» DATASET RECORDS:

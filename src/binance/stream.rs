// =============================================================================
// Binance aggTrade Stream — live TickSource collaborator
// =============================================================================
//
// Connects to the public Binance aggTrade WebSocket for one symbol and
// forwards parsed trades through an unbounded channel, adapted from the
// teacher's `market_data::trade_stream::run_trade_stream` /
// `parse_agg_trade` pair. The engine core only knows the synchronous
// `TickSource` trait (§6), so the async socket read runs on its own tokio
// task and `next()` drains whatever has arrived without blocking — an idle
// channel is `Ok(None)`, not an error.
// =============================================================================

use anyhow::{Context, Result};
use futures_util::StreamExt;
use tokio::sync::mpsc::{self, error::TryRecvError, UnboundedReceiver, UnboundedSender};
use tokio::task::JoinHandle;
use tokio_tungstenite::connect_async;
use tracing::{error, info, warn};

use crate::collaborators::TickSource;
use crate::errors::SourceError;

const RECONNECT_DELAY: std::time::Duration = std::time::Duration::from_secs(3);

/// Live [`TickSource`] backed by the Binance aggTrade WebSocket.
pub struct BinanceTickSource {
    symbol: String,
    rx: UnboundedReceiver<(i64, f64, f64)>,
    task: JoinHandle<()>,
    closed: bool,
}

impl BinanceTickSource {
    /// Spawn the background connection task and return a handle to it.
    pub fn spawn(symbol: impl Into<String>) -> Self {
        let symbol = symbol.into();
        let (tx, rx) = mpsc::unbounded_channel();
        let task_symbol = symbol.clone();
        let task = tokio::spawn(async move {
            run_reconnecting(&task_symbol, tx).await;
        });
        Self {
            symbol,
            rx,
            task,
            closed: false,
        }
    }

    pub fn symbol(&self) -> &str {
        &self.symbol
    }
}

impl TickSource for BinanceTickSource {
    fn next(&mut self) -> Result<Option<(i64, f64, f64)>, SourceError> {
        if self.closed {
            return Err(SourceError::Disconnected("source closed".to_string()));
        }
        match self.rx.try_recv() {
            Ok(tick) => Ok(Some(tick)),
            Err(TryRecvError::Empty) => Ok(None),
            Err(TryRecvError::Disconnected) => {
                self.closed = true;
                Err(SourceError::Disconnected("stream task ended".to_string()))
            }
        }
    }

    fn close(&mut self) {
        self.closed = true;
        self.task.abort();
    }
}

/// Reconnect indefinitely with a fixed delay between attempts. Returns only
/// when the channel receiver has been dropped.
async fn run_reconnecting(symbol: &str, tx: UnboundedSender<(i64, f64, f64)>) {
    loop {
        if tx.is_closed() {
            return;
        }
        match run_trade_stream(symbol, &tx).await {
            Ok(()) => warn!(symbol = %symbol, "trade stream ended cleanly, reconnecting"),
            Err(e) => error!(symbol = %symbol, error = %e, "trade stream error, reconnecting"),
        }
        tokio::time::sleep(RECONNECT_DELAY).await;
    }
}

async fn run_trade_stream(symbol: &str, tx: &UnboundedSender<(i64, f64, f64)>) -> Result<()> {
    let lower = symbol.to_lowercase();
    let url = format!("wss://stream.binance.com:9443/ws/{lower}@aggTrade");
    info!(url = %url, symbol = %symbol, "connecting to trade WebSocket");

    let (ws_stream, _response) = connect_async(&url)
        .await
        .context("failed to connect to trade WebSocket")?;

    info!(symbol = %symbol, "trade WebSocket connected");
    let (_write, mut read) = ws_stream.split();

    loop {
        match read.next().await {
            Some(Ok(msg)) => {
                if let tokio_tungstenite::tungstenite::Message::Text(text) = msg {
                    match parse_agg_trade(&text) {
                        Ok(tick) => {
                            if tx.send(tick).is_err() {
                                return Ok(());
                            }
                        }
                        Err(e) => warn!(error = %e, "failed to parse aggTrade message"),
                    }
                }
            }
            Some(Err(e)) => {
                error!(symbol = %symbol, error = %e, "trade WebSocket read error");
                return Err(e.into());
            }
            None => {
                warn!(symbol = %symbol, "trade WebSocket stream ended");
                return Ok(());
            }
        }
    }
}

/// Parse a Binance aggTrade message into `(ts, price, volume)`.
///
/// Expected shape:
/// ```json
/// { "e": "aggTrade", "s": "BTCUSDT", "p": "37000.00", "q": "0.123", "T": 123456789 }
/// ```
fn parse_agg_trade(text: &str) -> Result<(i64, f64, f64)> {
    let root: serde_json::Value = serde_json::from_str(text).context("failed to parse aggTrade JSON")?;

    let ts = root["T"].as_i64().context("missing field T")?;

    let price: f64 = root["p"]
        .as_str()
        .context("missing field p")?
        .parse()
        .context("failed to parse price")?;

    let quantity: f64 = root["q"]
        .as_str()
        .context("missing field q")?
        .parse()
        .context("failed to parse quantity")?;

    Ok((ts, price, quantity))
}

» TASK DETAILS: Determine the number of lines in the data that include the string "JoinHandle". Only that number belongs in the answer.

» ANSWER TO THE EXERCISE: 2